El plegamiento de péptidos y proteínas es uno de los principales problemas científicos de nuestro tiempo. No en vano, es la herramienta fundamental con la que estas moléculas desempeñan su acción biológica.

Existe además una evidencia científica creciente de que los cambios conformacionales que concatenan los plegamientos se ven afectados significativamente por los flujos de energía que tienen lugar a lo largo de la cadena peptídica. Las técnicas experimentales disponibles hoy en día, aunque sofisticadas, no permiten cartografiar claramente dichos flujos de energía, ni el seguimiento en tiempo real de los procesos de plegamiento.

En este contexto, los métodos de la química teórica y computacional ofrecen un enfoque complementario que aspira a desvelar la dinámica conformacional de estas moléculas a escala atómica. En este proyecto proponemos investigar, mediante simulaciones de dinámica molecular, los procesos energéticos que tienen lugar durante los cambios conformacionales en polipéptidos en disolución acuosa como camino hacia la comprensión total del proceso de plegamiento.

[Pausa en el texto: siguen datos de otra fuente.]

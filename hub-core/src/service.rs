//! The boundary to the external generative service.
//!
//! [`ContentService`] is the capability the lab depends on. Replies are
//! parsed into typed records and validated here, so nothing unchecked
//! reaches the hub.

use crate::config::ServiceConfig;
use async_trait::async_trait;
use genai::{Claude, Image, ImageClient, Request, Schema};
use serde::{Deserialize, Serialize};
use std::fmt;
use thiserror::Error;

/// Errors from the content service.
#[derive(Debug, Error)]
pub enum ServiceError {
    #[error("Generative API error: {0}")]
    Api(#[from] genai::Error),

    #[error("Malformed reply: {0}")]
    Malformed(String),
}

/// Overall risk rating of an audit.
#[derive(Debug, Clone, Copy, PartialEq, Eq, Hash, Serialize, Deserialize, Schema)]
pub enum RiskLevel {
    Low,
    Medium,
    High,
    Critical,
}

/// A weakness found during an audit.
#[derive(Debug, Clone, PartialEq, Eq, Serialize, Deserialize, Schema)]
pub struct Vulnerability {
    /// Short name of the vulnerability class
    #[serde(rename = "type")]
    pub kind: String,
    /// What the weakness is and how it could be exploited
    pub description: String,
    /// Recommended countermeasure
    pub mitigation: String,
}

/// Record the findings of a cybersecurity audit of a technology
#[derive(Debug, Clone, PartialEq, Eq, Serialize, Deserialize, Schema)]
#[schema(name = "record_security_audit")]
#[serde(rename_all = "camelCase")]
pub struct AuditReport {
    /// Overall risk rating
    pub risk_level: RiskLevel,
    /// Strength of the encryption involved, 0-100
    #[schema(min = 0, max = 100)]
    pub encryption_strength: u8,
    /// Overall integrity of the technology, 0-100
    #[schema(min = 0, max = 100)]
    pub integrity_score: u8,
    /// Identified vulnerabilities, most severe first
    pub vulnerabilities: Vec<Vulnerability>,
}

impl AuditReport {
    /// Check the bounds the schema asks the model to respect.
    pub fn validate(self) -> Result<Self, ServiceError> {
        for (field, value) in [
            ("encryptionStrength", self.encryption_strength),
            ("integrityScore", self.integrity_score),
        ] {
            if value > 100 {
                return Err(ServiceError::Malformed(format!(
                    "{field} out of range: {value}"
                )));
            }
        }
        Ok(self)
    }
}

/// Record a cybersecurity intelligence report
#[derive(Debug, Clone, PartialEq, Eq, Serialize, Deserialize, Schema)]
#[schema(name = "record_intelligence_report")]
pub struct SynthesisReply {
    /// A catchy title
    pub title: String,
    /// The detailed report body
    pub content: String,
    /// Technology category
    pub category: String,
    /// Relevant tags
    pub tags: Vec<String>,
}

/// Writing style requested for a synthesized report.
#[derive(Debug, Clone, Default, PartialEq, Eq)]
pub enum SynthesisFormat {
    #[default]
    TacticalBrief,
    CommunityPost,
    TechnicalWhitepaper,
    Custom(String),
}

impl SynthesisFormat {
    /// The preset formats, in display order.
    pub const PRESETS: [SynthesisFormat; 3] = [
        SynthesisFormat::TacticalBrief,
        SynthesisFormat::CommunityPost,
        SynthesisFormat::TechnicalWhitepaper,
    ];

    pub fn label(&self) -> &str {
        match self {
            SynthesisFormat::TacticalBrief => "Tactical Brief",
            SynthesisFormat::CommunityPost => "Community Post",
            SynthesisFormat::TechnicalWhitepaper => "Technical Whitepaper",
            SynthesisFormat::Custom(label) => label,
        }
    }
}

impl fmt::Display for SynthesisFormat {
    fn fmt(&self, f: &mut fmt::Formatter<'_>) -> fmt::Result {
        f.write_str(self.label())
    }
}

impl From<&str> for SynthesisFormat {
    fn from(label: &str) -> Self {
        Self::PRESETS
            .into_iter()
            .find(|preset| preset.label() == label)
            .unwrap_or_else(|| SynthesisFormat::Custom(label.to_string()))
    }
}

/// Capability for the three generative exchanges.
///
/// Each call is a single request/response; it either yields one validated
/// record or fails.
#[async_trait]
pub trait ContentService: Send + Sync {
    /// Analyze a technology for vulnerabilities.
    async fn audit(&self, subject: &str) -> Result<AuditReport, ServiceError>;

    /// Write an intelligence report in the given format.
    async fn synthesize(
        &self,
        prompt: &str,
        format: &SynthesisFormat,
    ) -> Result<SynthesisReply, ServiceError>;

    /// Generate a visual; returns an image URI.
    async fn manifest(&self, prompt: &str) -> Result<String, ServiceError>;
}

/// [`ContentService`] backed by Claude for text and an image API for visuals.
#[derive(Clone)]
pub struct GenAiService {
    claude: Claude,
    images: ImageClient,
    config: ServiceConfig,
}

impl GenAiService {
    pub fn new(claude: Claude, images: ImageClient, config: ServiceConfig) -> Self {
        Self {
            claude,
            images,
            config,
        }
    }

    /// Build from `ANTHROPIC_API_KEY`, `IMAGE_API_KEY` and friends.
    pub fn from_env() -> Result<Self, ServiceError> {
        Ok(Self::new(
            Claude::from_env()?,
            ImageClient::from_env()?,
            ServiceConfig::from_env(),
        ))
    }

    pub fn config(&self) -> &ServiceConfig {
        &self.config
    }

    fn request(&self, model: &str, prompt: String) -> Request {
        let request = Request::prompt(prompt)
            .with_model(model)
            .with_max_tokens(self.config.max_tokens);
        match self.config.temperature {
            Some(temp) => request.with_temperature(temp),
            None => request,
        }
    }
}

/// Prompt for [`ContentService::audit`].
pub fn audit_prompt(subject: &str) -> String {
    format!(
        "Analyze the following technology for cybersecurity vulnerabilities: \"{subject}\".\n\
         Identify potential risks, describe them, and suggest mitigations.\n\
         Provide scores for encryption strength and overall integrity (0-100)."
    )
}

/// Prompt for [`ContentService::synthesize`].
pub fn synthesis_prompt(prompt: &str, format: &SynthesisFormat) -> String {
    format!(
        "Write a high-quality cybersecurity intelligence report based on: \"{prompt}\".\n\
         Format: {format}. Include a catchy title, detailed content, and relevant tags."
    )
}

#[async_trait]
impl ContentService for GenAiService {
    async fn audit(&self, subject: &str) -> Result<AuditReport, ServiceError> {
        let request = self.request(&self.config.audit_model, audit_prompt(subject));
        let report: AuditReport = self.claude.extract(request).await?;
        report.validate()
    }

    async fn synthesize(
        &self,
        prompt: &str,
        format: &SynthesisFormat,
    ) -> Result<SynthesisReply, ServiceError> {
        let request = self.request(
            &self.config.synthesis_model,
            synthesis_prompt(prompt, format),
        );
        Ok(self.claude.extract(request).await?)
    }

    async fn manifest(&self, prompt: &str) -> Result<String, ServiceError> {
        let image: Image = self.images.generate(prompt).await?;
        Ok(image.to_uri())
    }
}
//! Display ordering of the invention registry.

use crate::invention::Invention;
use serde::{Deserialize, Serialize};
use std::cmp::Reverse;
use std::fmt;
use std::str::FromStr;

/// User-selected ordering.
#[derive(Debug, Clone, Copy, Default, PartialEq, Eq, Hash, Serialize, Deserialize)]
pub enum SortOrder {
    /// Stored order, newest first.
    #[default]
    #[serde(rename = "none")]
    Default,
    #[serde(rename = "stability-asc")]
    StabilityAscending,
    #[serde(rename = "stability-desc")]
    StabilityDescending,
}

impl SortOrder {
    pub const ALL: [SortOrder; 3] = [
        SortOrder::Default,
        SortOrder::StabilityAscending,
        SortOrder::StabilityDescending,
    ];

    pub fn label(&self) -> &'static str {
        match self {
            SortOrder::Default => "none",
            SortOrder::StabilityAscending => "stability-asc",
            SortOrder::StabilityDescending => "stability-desc",
        }
    }
}

impl fmt::Display for SortOrder {
    fn fmt(&self, f: &mut fmt::Formatter<'_>) -> fmt::Result {
        f.write_str(self.label())
    }
}

#[derive(Debug, Clone, PartialEq, Eq, thiserror::Error)]
#[error("unknown sort order: {0}")]
pub struct UnknownSortOrder(pub String);

impl FromStr for SortOrder {
    type Err = UnknownSortOrder;

    fn from_str(s: &str) -> Result<Self, Self::Err> {
        SortOrder::ALL
            .into_iter()
            .find(|order| order.label() == s)
            .ok_or_else(|| UnknownSortOrder(s.to_string()))
    }
}

/// A new ordered view of `inventions`; the slice itself is untouched.
///
/// Stability orders compare `quantum_stability` only and keep ties in
/// their stored order.
pub fn sorted(inventions: &[Invention], order: SortOrder) -> Vec<&Invention> {
    let mut view: Vec<&Invention> = inventions.iter().collect();
    match order {
        SortOrder::Default => {}
        SortOrder::StabilityAscending => view.sort_by_key(|inv| inv.quantum_stability),
        SortOrder::StabilityDescending => view.sort_by_key(|inv| Reverse(inv.quantum_stability)),
    }
    view
}
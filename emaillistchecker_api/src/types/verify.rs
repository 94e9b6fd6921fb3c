//! Single-address verification: request body and result.

use serde::{Deserialize, Serialize};

use super::envelope::null_as_default;

/// Body of `POST /verify`.
#[derive(Serialize, Debug, Clone, PartialEq)]
pub struct VerifyRequest {
    pub email: String,
    /// Server-side verification timeout in seconds. Omitted when `None`.
    #[serde(skip_serializing_if = "Option::is_none")]
    pub timeout: Option<u32>,
    pub smtp_check: bool,
}

/// Deliverability verdict assigned by the verification engine.
#[derive(Serialize, Deserialize, Debug, Clone, Copy, Default, PartialEq, Eq)]
#[serde(rename_all = "lowercase")]
pub enum Verdict {
    Deliverable,
    Undeliverable,
    Risky,
    #[default]
    #[serde(other)]
    Unknown,
}

impl Verdict {
    pub fn as_str(&self) -> &'static str {
        match self {
            Verdict::Deliverable => "deliverable",
            Verdict::Undeliverable => "undeliverable",
            Verdict::Risky => "risky",
            Verdict::Unknown => "unknown",
        }
    }
}

impl std::fmt::Display for Verdict {
    fn fmt(&self, f: &mut std::fmt::Formatter<'_>) -> std::fmt::Result {
        f.write_str(self.as_str())
    }
}

/// Outcome of verifying one address.
///
/// Every field is optional on the wire; anything the server leaves out or
/// sends as `null` takes its default value.
#[derive(Serialize, Deserialize, Debug, Clone, Default, PartialEq)]
#[serde(default)]
pub struct VerifyResult {
    #[serde(deserialize_with = "null_as_default")]
    pub email: String,
    #[serde(deserialize_with = "null_as_default")]
    pub result: Verdict,
    /// Machine-readable reason code, e.g. `valid_mailbox` or `mailbox_not_found`.
    #[serde(deserialize_with = "null_as_default")]
    pub reason: String,
    #[serde(deserialize_with = "null_as_default")]
    pub disposable: bool,
    /// Role account such as `info@` or `support@`.
    #[serde(deserialize_with = "null_as_default")]
    pub role: bool,
    /// Address at a free mail provider.
    #[serde(deserialize_with = "null_as_default")]
    pub free: bool,
    #[serde(deserialize_with = "null_as_default")]
    pub spam_trap: bool,
    #[serde(deserialize_with = "null_as_default")]
    pub mx_found: bool,
    /// Deliverability score in `[0.0, 1.0]`.
    #[serde(deserialize_with = "null_as_default")]
    pub score: f64,
    #[serde(deserialize_with = "null_as_default")]
    pub mx_records: Vec<String>,
    pub smtp_provider: Option<String>,
    #[serde(deserialize_with = "null_as_default")]
    pub domain: String,
}

impl VerifyResult {
    pub fn is_deliverable(&self) -> bool {
        self.result == Verdict::Deliverable
    }
}
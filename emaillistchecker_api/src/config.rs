//! Client configuration: credentials, endpoint and timeout.

use std::time::Duration;

use url::Url;

use crate::Error;

/// Production API endpoint.
pub const DEFAULT_BASE_URL: &str = "https://platform.emaillistchecker.io/api/v1";

/// Timeout applied to every request unless overridden.
pub const DEFAULT_TIMEOUT: Duration = Duration::from_secs(30);

pub const ENV_API_KEY: &str = "EMAILLISTCHECKER_API_KEY";
pub const ENV_BASE_URL: &str = "EMAILLISTCHECKER_BASE_URL";
pub const ENV_TIMEOUT_SECS: &str = "EMAILLISTCHECKER_TIMEOUT_SECS";

/// Settings a [`Client`](crate::Client) is built from. Fixed once the client exists.
#[derive(Clone)]
pub struct ClientConfig {
    pub api_key: String,
    pub base_url: String,
    pub timeout: Duration,
}

impl std::fmt::Debug for ClientConfig {
    fn fmt(&self, f: &mut std::fmt::Formatter<'_>) -> std::fmt::Result {
        f.debug_struct("ClientConfig")
            .field("api_key", &"<redacted>")
            .field("base_url", &self.base_url)
            .field("timeout", &self.timeout)
            .finish()
    }
}

impl ClientConfig {
    /// Configuration for the production API with the default timeout.
    pub fn new(api_key: impl Into<String>) -> Self {
        Self {
            api_key: api_key.into(),
            base_url: DEFAULT_BASE_URL.to_string(),
            timeout: DEFAULT_TIMEOUT,
        }
    }

    pub fn with_base_url(mut self, base_url: impl Into<String>) -> Self {
        self.base_url = base_url.into();
        self
    }

    pub fn with_timeout(mut self, timeout: Duration) -> Self {
        self.timeout = timeout;
        self
    }

    /// Reads `EMAILLISTCHECKER_API_KEY`, `EMAILLISTCHECKER_BASE_URL` and
    /// `EMAILLISTCHECKER_TIMEOUT_SECS` from the environment.
    pub fn from_env() -> Result<Self, Error> {
        Self::from_lookup(|key| std::env::var(key).ok())
    }

    fn from_lookup<F>(lookup: F) -> Result<Self, Error>
    where
        F: Fn(&str) -> Option<String>,
    {
        let api_key = lookup(ENV_API_KEY)
            .filter(|key| !key.trim().is_empty())
            .ok_or(Error::MissingApiKey)?;

        let mut config = Self::new(api_key);
        if let Some(base_url) = lookup(ENV_BASE_URL).filter(|url| !url.is_empty()) {
            config.base_url = base_url;
        }
        if let Some(secs) = lookup(ENV_TIMEOUT_SECS).and_then(|v| v.trim().parse::<u64>().ok()) {
            config.timeout = Duration::from_secs(secs);
        }
        Ok(config)
    }

    /// Base URL with trailing slashes removed, checked to be an absolute URL.
    pub(crate) fn normalized_base_url(&self) -> Result<String, Error> {
        let trimmed = self.base_url.trim_end_matches('/');
        Url::parse(trimmed).map_err(|e| {
            tracing::error!("Invalid base URL {:?}: {}", self.base_url, e);
            Error::InvalidBaseUrl(format!("{}: {}", self.base_url, e))
        })?;
        Ok(trimmed.to_string())
    }
}
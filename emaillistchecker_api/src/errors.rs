//! Error types for the API client, and the mapping from failed HTTP
//! responses to typed API errors.

use std::collections::HashMap;
use std::fmt;
use std::path::PathBuf;
use std::time::Duration;

use reqwest::header::{HeaderMap, RETRY_AFTER};
use reqwest::StatusCode;
use serde_json::Value;

/// Seconds to wait after a 429 when the server sends no usable `Retry-After`.
pub const DEFAULT_RETRY_AFTER_SECS: u64 = 60;

/// Fields shared by every typed API error.
#[derive(Debug, Clone, Default, PartialEq)]
pub struct ApiErrorDetails {
    /// Human-readable message, taken from the response or a fixed fallback.
    pub message: String,
    /// HTTP status code of the failed response.
    pub status: u16,
    /// Best-effort decode of the error body. Empty when the body was not a JSON object.
    pub payload: HashMap<String, Value>,
}

impl fmt::Display for ApiErrorDetails {
    fn fmt(&self, f: &mut fmt::Formatter<'_>) -> fmt::Result {
        f.write_str(&self.message)
    }
}

/// Errors that can occur when calling the EmailListChecker API.
#[derive(thiserror::Error, Debug)]
pub enum Error {
    /// HTTP 401: the API key was rejected.
    #[error("{0}")]
    Authentication(ApiErrorDetails),
    /// HTTP 402: the account has no credits left for this operation.
    #[error("{0}")]
    InsufficientCredits(ApiErrorDetails),
    /// HTTP 429: too many requests.
    #[error("{details}")]
    RateLimit {
        details: ApiErrorDetails,
        /// Seconds the server asked us to wait before retrying.
        retry_after: u64,
    },
    /// HTTP 422: the request was well-formed but rejected by validation.
    #[error("{0}")]
    Validation(ApiErrorDetails),
    /// Any other HTTP status >= 400.
    #[error("{0}")]
    Generic(ApiErrorDetails),
    /// Connection, DNS, TLS or timeout failure. Never classified.
    #[error("Network error: {0}")]
    Network(#[from] reqwest::Error),
    /// A request body could not be encoded or a response body could not be decoded.
    #[error("Failed to serialize or deserialize JSON: {0}")]
    Serialization(#[from] serde_json::Error),
    /// The file for a batch upload could not be opened.
    #[error("Failed to read {}: {source}", .path.display())]
    Io {
        path: PathBuf,
        source: std::io::Error,
    },
    #[error("Invalid base URL: {0}")]
    InvalidBaseUrl(String),
    #[error("No API key configured")]
    MissingApiKey,
}

impl Error {
    /// Shared details when this is one of the five typed API errors.
    pub fn details(&self) -> Option<&ApiErrorDetails> {
        match self {
            Self::Authentication(d)
            | Self::InsufficientCredits(d)
            | Self::Validation(d)
            | Self::Generic(d)
            | Self::RateLimit { details: d, .. } => Some(d),
            _ => None,
        }
    }

    /// HTTP status of the failed response, for API errors.
    pub fn status(&self) -> Option<u16> {
        self.details().map(|d| d.status)
    }

    /// Raw decoded error body, for API errors.
    pub fn payload(&self) -> Option<&HashMap<String, Value>> {
        self.details().map(|d| &d.payload)
    }

    /// How long the server asked us to back off. Only set for [`Error::RateLimit`].
    pub fn retry_after(&self) -> Option<Duration> {
        match self {
            Self::RateLimit { retry_after, .. } => Some(Duration::from_secs(*retry_after)),
            _ => None,
        }
    }

    /// True when the error came from an HTTP status >= 400.
    pub fn is_api_error(&self) -> bool {
        self.details().is_some()
    }
}

/// Maps a failed response to one of the typed API errors.
///
/// Pure function of the status, headers and body. A body that is not a JSON
/// object produces an empty payload rather than a secondary failure.
pub fn classify(status: StatusCode, headers: &HeaderMap, body: &str) -> Error {
    let payload = parse_payload(body);
    let code = status.as_u16();

    match code {
        401 => Error::Authentication(ApiErrorDetails {
            message: field_or(&payload, "error", "Invalid API key"),
            status: code,
            payload,
        }),
        402 => Error::InsufficientCredits(ApiErrorDetails {
            message: field_or(&payload, "error", "Insufficient credits"),
            status: code,
            payload,
        }),
        422 => Error::Validation(ApiErrorDetails {
            message: field_or(&payload, "message", "Validation error"),
            status: code,
            payload,
        }),
        429 => {
            let retry_after = retry_after_secs(headers);
            Error::RateLimit {
                details: ApiErrorDetails {
                    message: format!(
                        "Rate limit exceeded. Retry after {} seconds",
                        retry_after
                    ),
                    status: code,
                    payload,
                },
                retry_after,
            }
        }
        _ => Error::Generic(ApiErrorDetails {
            message: field_or(&payload, "error", &format!("API error: {}", code)),
            status: code,
            payload,
        }),
    }
}

fn parse_payload(body: &str) -> HashMap<String, Value> {
    serde_json::from_str(body).unwrap_or_default()
}

fn field_or(payload: &HashMap<String, Value>, key: &str, fallback: &str) -> String {
    payload
        .get(key)
        .and_then(Value::as_str)
        .map(str::to_string)
        .unwrap_or_else(|| fallback.to_string())
}

fn retry_after_secs(headers: &HeaderMap) -> u64 {
    headers
        .get(RETRY_AFTER)
        .and_then(|v| v.to_str().ok())
        .and_then(|v| v.trim().parse::<u64>().ok())
        .unwrap_or(DEFAULT_RETRY_AFTER_SECS)
}
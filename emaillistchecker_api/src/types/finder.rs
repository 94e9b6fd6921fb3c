//! Request bodies for the email finder endpoints. Responses are untyped.

use serde::Serialize;

/// Body of `POST /finder/email`.
#[derive(Serialize, Debug, Clone, PartialEq)]
pub struct FindEmailRequest {
    pub first_name: String,
    pub last_name: String,
    pub domain: String,
}

/// Body of `POST /finder/domain`.
#[derive(Serialize, Debug, Clone, PartialEq)]
pub struct DomainSearchRequest {
    pub domain: String,
    pub limit: u32,
    pub offset: u32,
}

/// Body of `POST /finder/company`.
#[derive(Serialize, Debug, Clone, PartialEq)]
pub struct CompanySearchRequest {
    pub company: String,
    pub limit: u32,
}
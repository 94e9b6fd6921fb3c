//! Decoding of success bodies that may or may not be wrapped in `{"data": ...}`.

use serde::de::DeserializeOwned;
use serde::{Deserialize, Deserializer};
use serde_json::Value;

/// Untyped JSON object, used for endpoints whose shape the server decides.
pub type JsonObject = serde_json::Map<String, Value>;

/// Decodes a success body into `T`, unwrapping the `data` envelope when present.
///
/// The body is parsed once. If it is an object with a non-null `data` member,
/// that member is decoded; otherwise the whole value is.
pub fn decode_envelope<T: DeserializeOwned>(body: &str) -> Result<T, serde_json::Error> {
    let value: Value = serde_json::from_str(body)?;
    let inner = match value {
        Value::Object(mut map) => match map.remove("data") {
            Some(data) if !data.is_null() => data,
            Some(_) | None => Value::Object(map),
        },
        other => other,
    };
    serde_json::from_value(inner)
}

/// Field deserializer that treats an explicit `null` like a missing field.
pub(crate) fn null_as_default<'de, D, T>(deserializer: D) -> Result<T, D::Error>
where
    D: Deserializer<'de>,
    T: Deserialize<'de> + Default,
{
    Option::<T>::deserialize(deserializer).map(Option::unwrap_or_default)
}
mod envelope;
pub use self::envelope::{decode_envelope, JsonObject};

mod verify;
pub use self::verify::{Verdict, VerifyRequest, VerifyResult};

mod batch;
pub use self::batch::{BatchJob, BatchJobID, BatchRequest, BatchResults, BatchStatus};

mod finder;
pub use self::finder::{CompanySearchRequest, DomainSearchRequest, FindEmailRequest};
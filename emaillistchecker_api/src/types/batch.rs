//! Batch verification jobs.

use serde::{Deserialize, Serialize};
use serde_json::Value;

use super::envelope::null_as_default;

/// Numeric identifier of a batch job. Stable for the job's lifetime.
pub type BatchJobID = u64;

/// Body of `POST /verify/batch`.
#[derive(Serialize, Debug, Clone, PartialEq)]
pub struct BatchRequest {
    pub emails: Vec<String>,
    #[serde(skip_serializing_if = "Option::is_none")]
    pub name: Option<String>,
    #[serde(skip_serializing_if = "Option::is_none")]
    pub callback_url: Option<String>,
    pub auto_start: bool,
}

/// Lifecycle state of a batch job.
#[derive(Serialize, Deserialize, Debug, Clone, Copy, Default, PartialEq, Eq)]
#[serde(rename_all = "lowercase")]
pub enum BatchStatus {
    #[default]
    Pending,
    Processing,
    Completed,
    Failed,
    /// A state this client does not know about yet.
    #[serde(other)]
    Unknown,
}

impl std::fmt::Display for BatchStatus {
    fn fmt(&self, f: &mut std::fmt::Formatter<'_>) -> std::fmt::Result {
        let s = match self {
            BatchStatus::Pending => "pending",
            BatchStatus::Processing => "processing",
            BatchStatus::Completed => "completed",
            BatchStatus::Failed => "failed",
            BatchStatus::Unknown => "unknown",
        };
        f.write_str(s)
    }
}

/// Snapshot of a batch job, as returned by submission and by status polling.
///
/// Submission responses only carry `id`, `status`, `total_emails` and
/// `created_at`; the counters default to zero until the job is polled, and
/// a `null` counter reads as zero.
#[derive(Serialize, Deserialize, Debug, Clone, Default, PartialEq)]
pub struct BatchJob {
    pub id: BatchJobID,
    #[serde(default, deserialize_with = "null_as_default")]
    pub status: BatchStatus,
    #[serde(default)]
    pub name: Option<String>,
    #[serde(default, deserialize_with = "null_as_default")]
    pub total_emails: u64,
    #[serde(default, deserialize_with = "null_as_default")]
    pub processed_emails: u64,
    #[serde(default, deserialize_with = "null_as_default")]
    pub valid_emails: u64,
    #[serde(default, deserialize_with = "null_as_default")]
    pub invalid_emails: u64,
    #[serde(default, deserialize_with = "null_as_default")]
    pub unknown_emails: u64,
    /// Percent complete, 0 to 100.
    #[serde(default, deserialize_with = "null_as_default")]
    pub progress: u32,
    #[serde(default)]
    pub created_at: Option<String>,
}

impl BatchJob {
    /// True once the job has reached a terminal state.
    pub fn is_finished(&self) -> bool {
        matches!(self.status, BatchStatus::Completed | BatchStatus::Failed)
    }
}

/// Results of a batch job. The shape depends on the requested format.
#[derive(Debug, Clone, PartialEq)]
pub enum BatchResults {
    /// JSON payload with any `data` envelope removed.
    Json(Value),
    /// Non-JSON export such as CSV, passed through untouched.
    Text(String),
}

impl BatchResults {
    pub fn as_json(&self) -> Option<&Value> {
        match self {
            BatchResults::Json(v) => Some(v),
            BatchResults::Text(_) => None,
        }
    }

    pub fn as_text(&self) -> Option<&str> {
        match self {
            BatchResults::Json(_) => None,
            BatchResults::Text(s) => Some(s),
        }
    }
}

En este estudio resultará clave la obtención de las superficies de energía potencial efectivas asociadas a la rotación de los ángulos diedros que determinan la conformación de cada residuo, los cuales delimitan, a su vez, la estructura global de la proteína. Dichas superficies nos darán información directa sobre la magnitud de los cambios de energía potencial del sistema que acompañan a los sucesivos cambios conformacionales.

Sin embargo, su determinación no resulta trivial y supondrá el principal reto metodológico que abordaremos en este proyecto. El estudio de la evolución temporal de los flujos de energía conforme se va produciendo el plegamiento del polipéptido, nos permitirá establecer cuáles son los principios energéticos que guían a la molécula en la búsqueda de su estructura nativa.

Así mismo, la posibilidad de obtener las superficies de energía potencial para residuos en posiciones específicas de la cadena peptídica o correspondientes a distintos aminoácidos, nos permitirá interpretar diversos patrones de plegamiento conocidos, pero no suficientemente justificados, como la propensión de los residuos de alanina a la formación de hélices alfa, la mayor facilidad para el plegamiento de los residuos internos frente a los cercanos a los extremos, o la efectividad de los modelos tipo cremallera (zipper models) en la descripción de los plegamientos. Creemos que el presente proyecto ayudará a desvelar cuales son los mecanismos energéticos que guían a los péptidos durante su plegamiento y supondrá una contribución significativa al establecimiento de principios generales que permitan predecir la estructura nativa de una proteína a partir de su secuencia de aminoácidos.